A partire dal 1919 le posizioni filosofiche di Russell, che aveva nel frattempo abbandonato il lavoro su temi strettamente logici, subiscono un profondo mutamento. All’incirca a questa data risale infatti l’adozione di una forma di monismo neutro, ispirato da William James (1842-1910) ed Ernst Mach (1838-1916), secondo cui la sostanza fondamentale della realtà non è né fisica, né mentale: il mondo fisico e quello psicologico risultano da un diverso modo di considerare complesse combinazioni degli stessi elementi indifferenziati. Una delle conseguenze di questa impostazione è costituita dall’abbandono della concezione cartesiana del soggetto che fino a quel momento Russell aveva condiviso.
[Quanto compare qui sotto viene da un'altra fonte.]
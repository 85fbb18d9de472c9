//! Cache Statistics Module
//!
//! Tracks cache performance metrics including hits, misses, and evictions.

use serde::Serialize;

// == Cache Stats ==
/// Tracks cache performance metrics.
#[derive(Debug, Clone, Default, PartialEq, Eq, Serialize)]
pub struct CacheStats {
    /// Number of successful cache retrievals
    pub hits: u64,
    /// Number of failed retrievals (key not indexed or blob unreadable)
    pub misses: u64,
    /// Number of entries evicted by trimming
    pub evictions: u64,
    /// Number of sets dropped because the payload exceeds capacity
    pub rejections: u64,
    /// Current number of entries in the cache
    pub total_entries: usize,
    /// Current sum of entry sizes in bytes
    pub total_size: u64,
}

impl CacheStats {
    // == Constructor ==
    /// Creates a new CacheStats with all counters at zero.
    pub fn new() -> Self {
        Self::default()
    }

    // == Hit Rate ==
    /// Calculates the cache hit rate.
    ///
    /// Returns hits / (hits + misses), or 0.0 if no requests have been made.
    pub fn hit_rate(&self) -> f64 {
        let total = self.hits + self.misses;
        if total == 0 {
            0.0
        } else {
            self.hits as f64 / total as f64
        }
    }

    pub fn record_hit(&mut self) {
        self.hits += 1;
    }

    pub fn record_miss(&mut self) {
        self.misses += 1;
    }

    pub fn record_eviction(&mut self) {
        self.evictions += 1;
    }

    pub fn record_rejection(&mut self) {
        self.rejections += 1;
    }

    // == Update Gauges ==
    /// Updates the entry count and byte total.
    pub fn set_totals(&mut self, entries: usize, size: u64) {
        self.total_entries = entries;
        self.total_size = size;
    }
}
Appartengono a questa fase del pensiero di Russell, tra le altre opere, l’Analisi della mente (1921) e l’Analisi della materia (1927).
Oltre agli scritti di “filosofia tecnica”, si devono infine ricordare i numerosi libri di “filosofia popolare” di Russell, dedicati alla divulgazione e alla presentazione di concezioni morali liberali e progressiste, spesso sostenute da Russell anche con aspre battaglie politiche e civili (durante la prima guerra mondiale fu imprigionato per la sua attività di propaganda pacifista).